Para finalizar, o jornalismo hegemônico comprou a ideia. Exploram o fato de que mais de 70 cidades paulistas, por exemplo, já cancelaram a festa. Mas de maneira pouco crítica observam qual a densidade e penetração do carnaval nesses municípios. Quais cidades são essas? Havia Carnaval antes da pandemia? Em que proporção? Qual posição político-ideológica da gestão da Prefeitura? Muitos pequenos municípios vêm há anos cancelando as festividades carnavalescas por motivos financeiros. Festividades que se resumem, na grande maioria, a um “show” na praça pública. Será que estão preocupados em cancelar aquilo que realmente aglomera gente em seus municípios: rodeios, shows sertanejos, cultos, eventos gospel, etc?

Fato é que, graças à vacinação, o que se vivencia é um ambiente mais seguro e possível de realizar a festa.
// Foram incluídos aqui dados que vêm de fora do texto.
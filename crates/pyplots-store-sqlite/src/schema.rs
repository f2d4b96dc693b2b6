//! SQL schema for the pyplots SQLite catalog, as an ordered migration chain.
//!
//! Each [`Migration`] names its predecessor; the engine in
//! [`crate::migrate`] linearizes the list and applies one revision per
//! transaction. Forward and backward scripts are structural inverses.

use pyplots_core::migration::Revision;

/// One schema revision with its forward and backward DDL.
#[derive(Debug)]
pub struct Migration {
  pub revision:      &'static str,
  pub down_revision: Option<&'static str>,
  pub description:   &'static str,
  pub upgrade:       &'static str,
  pub downgrade:     &'static str,
}

impl Revision for Migration {
  fn revision(&self) -> &str { self.revision }

  fn down_revision(&self) -> Option<&str> { self.down_revision }
}

/// Ledger table holding the single revision the database is at.
pub const LEDGER_DDL: &str = "
CREATE TABLE IF NOT EXISTS schema_revision (
    revision TEXT NOT NULL
);
";

/// Every revision the catalog knows about.
pub static MIGRATIONS: &[Migration] = &[
  Migration {
    revision:      "001",
    down_revision: None,
    description:   "libraries, specs and implementations",
    upgrade:       "
CREATE TABLE libraries (
    id          TEXT PRIMARY KEY,
    name        TEXT NOT NULL,
    version     TEXT NOT NULL,
    created_at  TEXT NOT NULL,
    updated_at  TEXT NOT NULL
);
CREATE UNIQUE INDEX uq_libraries_name ON libraries(name);

CREATE TABLE specs (
    id          TEXT PRIMARY KEY,
    slug        TEXT NOT NULL,
    content     TEXT NOT NULL,
    tags        TEXT NOT NULL DEFAULT '{}' CHECK (json_valid(tags)),
    created_at  TEXT NOT NULL,
    updated_at  TEXT NOT NULL
);
CREATE UNIQUE INDEX uq_specs_slug ON specs(slug);

-- No ON DELETE CASCADE: removing a spec or library requires proving that
-- nothing references it.
CREATE TABLE implementations (
    id             TEXT PRIMARY KEY,
    spec_id        TEXT NOT NULL REFERENCES specs(id),
    library_id     TEXT NOT NULL REFERENCES libraries(id),
    code           TEXT NOT NULL,
    quality_score  INTEGER CHECK (quality_score BETWEEN 0 AND 100),
    created_at     TEXT NOT NULL,
    updated_at     TEXT NOT NULL
);
CREATE UNIQUE INDEX uq_implementations_spec_library
    ON implementations(spec_id, library_id);
CREATE INDEX ix_implementations_spec_id       ON implementations(spec_id);
CREATE INDEX ix_implementations_library_id    ON implementations(library_id);
CREATE INDEX ix_implementations_quality_score ON implementations(quality_score);
",
    downgrade:     "
DROP TABLE implementations;
DROP TABLE specs;
DROP TABLE libraries;
",
  },
  Migration {
    revision:      "002",
    down_revision: Some("001"),
    description:   "spec issue tracking, review fields and impl tags",
    upgrade:       "
ALTER TABLE specs ADD COLUMN issue INTEGER;
CREATE INDEX ix_specs_issue ON specs(issue);

ALTER TABLE implementations ADD COLUMN review_image_description TEXT;
ALTER TABLE implementations ADD COLUMN review_criteria_checklist TEXT
    CHECK (review_criteria_checklist IS NULL OR json_valid(review_criteria_checklist));
ALTER TABLE implementations ADD COLUMN review_verdict TEXT
    CHECK (review_verdict IN ('APPROVED', 'REJECTED'));
ALTER TABLE implementations ADD COLUMN impl_tags TEXT NOT NULL DEFAULT '{}'
    CHECK (json_valid(impl_tags));
",
    downgrade:     "
ALTER TABLE implementations DROP COLUMN impl_tags;
ALTER TABLE implementations DROP COLUMN review_verdict;
ALTER TABLE implementations DROP COLUMN review_criteria_checklist;
ALTER TABLE implementations DROP COLUMN review_image_description;

DROP INDEX ix_specs_issue;
ALTER TABLE specs DROP COLUMN issue;
",
  },
  Migration {
    revision:      "003",
    down_revision: Some("002"),
    description:   "rename implementations to impls",
    // SQLite cannot rename an index, so each one is dropped and recreated
    // under the new name inside the same transaction. The pair-uniqueness
    // index is never absent from a committed state.
    upgrade:       "
ALTER TABLE implementations RENAME TO impls;

DROP INDEX uq_implementations_spec_library;
CREATE UNIQUE INDEX uq_impls_spec_library ON impls(spec_id, library_id);
DROP INDEX ix_implementations_spec_id;
CREATE INDEX ix_impls_spec_id ON impls(spec_id);
DROP INDEX ix_implementations_library_id;
CREATE INDEX ix_impls_library_id ON impls(library_id);
DROP INDEX ix_implementations_quality_score;
CREATE INDEX ix_impls_quality_score ON impls(quality_score);
",
    downgrade:     "
ALTER TABLE impls RENAME TO implementations;

DROP INDEX uq_impls_spec_library;
CREATE UNIQUE INDEX uq_implementations_spec_library
    ON implementations(spec_id, library_id);
DROP INDEX ix_impls_spec_id;
CREATE INDEX ix_implementations_spec_id ON implementations(spec_id);
DROP INDEX ix_impls_library_id;
CREATE INDEX ix_implementations_library_id ON implementations(library_id);
DROP INDEX ix_impls_quality_score;
CREATE INDEX ix_implementations_quality_score ON implementations(quality_score);
",
  },
  Migration {
    revision:      "004",
    down_revision: Some("003"),
    description:   "append-only updates and history arrays",
    upgrade:       "
ALTER TABLE specs ADD COLUMN updates TEXT NOT NULL DEFAULT '[]'
    CHECK (json_valid(updates));
ALTER TABLE impls ADD COLUMN history TEXT NOT NULL DEFAULT '[]'
    CHECK (json_valid(history));

CREATE TRIGGER trg_specs_updates_append_only
BEFORE UPDATE OF updates ON specs
WHEN json_array_length(NEW.updates) < json_array_length(OLD.updates)
  OR EXISTS (
    SELECT 1 FROM json_each(OLD.updates) AS past
    WHERE json_extract(OLD.updates, '$[' || past.key || ']')
      IS NOT json_extract(NEW.updates, '$[' || past.key || ']')
  )
BEGIN
    SELECT RAISE(ABORT, 'specs.updates is append-only');
END;

CREATE TRIGGER trg_impls_history_append_only
BEFORE UPDATE OF history ON impls
WHEN json_array_length(NEW.history) < json_array_length(OLD.history)
  OR EXISTS (
    SELECT 1 FROM json_each(OLD.history) AS past
    WHERE json_extract(OLD.history, '$[' || past.key || ']')
      IS NOT json_extract(NEW.history, '$[' || past.key || ']')
  )
BEGIN
    SELECT RAISE(ABORT, 'impls.history is append-only');
END;
",
    downgrade:     "
DROP TRIGGER trg_impls_history_append_only;
DROP TRIGGER trg_specs_updates_append_only;

ALTER TABLE impls DROP COLUMN history;
ALTER TABLE specs DROP COLUMN updates;
",
  },
  Migration {
    revision:      "005",
    down_revision: Some("004"),
    description:   "containment indexes over recognized tag dimensions",
    upgrade:       "
CREATE TABLE spec_tag_index (
    dimension  TEXT NOT NULL,
    value      TEXT NOT NULL,
    spec_id    TEXT NOT NULL,
    PRIMARY KEY (dimension, value, spec_id)
) WITHOUT ROWID;
CREATE INDEX ix_spec_tag_index_spec_id ON spec_tag_index(spec_id);

CREATE TABLE impl_tag_index (
    dimension  TEXT NOT NULL,
    value      TEXT NOT NULL,
    impl_id    TEXT NOT NULL,
    PRIMARY KEY (dimension, value, impl_id)
) WITHOUT ROWID;
CREATE INDEX ix_impl_tag_index_impl_id ON impl_tag_index(impl_id);

CREATE TRIGGER trg_specs_tags_insert AFTER INSERT ON specs
BEGIN
    INSERT OR IGNORE INTO spec_tag_index (dimension, value, spec_id)
    SELECT d.key, v.value, NEW.id
    FROM json_each(NEW.tags) d, json_each(d.value) v
    WHERE d.key IN ('plot_type', 'data_type', 'domain', 'features');
END;

CREATE TRIGGER trg_specs_tags_update AFTER UPDATE OF tags ON specs
BEGIN
    DELETE FROM spec_tag_index WHERE spec_id = OLD.id;
    INSERT OR IGNORE INTO spec_tag_index (dimension, value, spec_id)
    SELECT d.key, v.value, NEW.id
    FROM json_each(NEW.tags) d, json_each(d.value) v
    WHERE d.key IN ('plot_type', 'data_type', 'domain', 'features');
END;

CREATE TRIGGER trg_specs_tags_delete AFTER DELETE ON specs
BEGIN
    DELETE FROM spec_tag_index WHERE spec_id = OLD.id;
END;

CREATE TRIGGER trg_impls_tags_insert AFTER INSERT ON impls
BEGIN
    INSERT OR IGNORE INTO impl_tag_index (dimension, value, impl_id)
    SELECT d.key, v.value, NEW.id
    FROM json_each(NEW.impl_tags) d, json_each(d.value) v
    WHERE d.key IN ('dependencies', 'techniques', 'patterns', 'dataprep', 'styling');
END;

CREATE TRIGGER trg_impls_tags_update AFTER UPDATE OF impl_tags ON impls
BEGIN
    DELETE FROM impl_tag_index WHERE impl_id = OLD.id;
    INSERT OR IGNORE INTO impl_tag_index (dimension, value, impl_id)
    SELECT d.key, v.value, NEW.id
    FROM json_each(NEW.impl_tags) d, json_each(d.value) v
    WHERE d.key IN ('dependencies', 'techniques', 'patterns', 'dataprep', 'styling');
END;

CREATE TRIGGER trg_impls_tags_delete AFTER DELETE ON impls
BEGIN
    DELETE FROM impl_tag_index WHERE impl_id = OLD.id;
END;

INSERT OR IGNORE INTO spec_tag_index (dimension, value, spec_id)
SELECT d.key, v.value, s.id
FROM specs s, json_each(s.tags) d, json_each(d.value) v
WHERE d.key IN ('plot_type', 'data_type', 'domain', 'features');

INSERT OR IGNORE INTO impl_tag_index (dimension, value, impl_id)
SELECT d.key, v.value, i.id
FROM impls i, json_each(i.impl_tags) d, json_each(d.value) v
WHERE d.key IN ('dependencies', 'techniques', 'patterns', 'dataprep', 'styling');
",
    downgrade:     "
DROP TRIGGER trg_impls_tags_delete;
DROP TRIGGER trg_impls_tags_update;
DROP TRIGGER trg_impls_tags_insert;
DROP TRIGGER trg_specs_tags_delete;
DROP TRIGGER trg_specs_tags_update;
DROP TRIGGER trg_specs_tags_insert;

DROP TABLE impl_tag_index;
DROP TABLE spec_tag_index;
",
  },
];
Caso as autoridades científicas e sanitárias apontem a necessidade do cancelamento, não tenham dúvidas que as escolas, os sambistas e os foliões vão respeitar como respeitaram em 2021, pois têm compromisso com a vida, com a arte e a cultura.

Fica o desejo que em 2022 celebremos a vida, a cultura popular, a arte negra e periférica e coloquemos nossos corpos (vacinados) na rua em movimento.  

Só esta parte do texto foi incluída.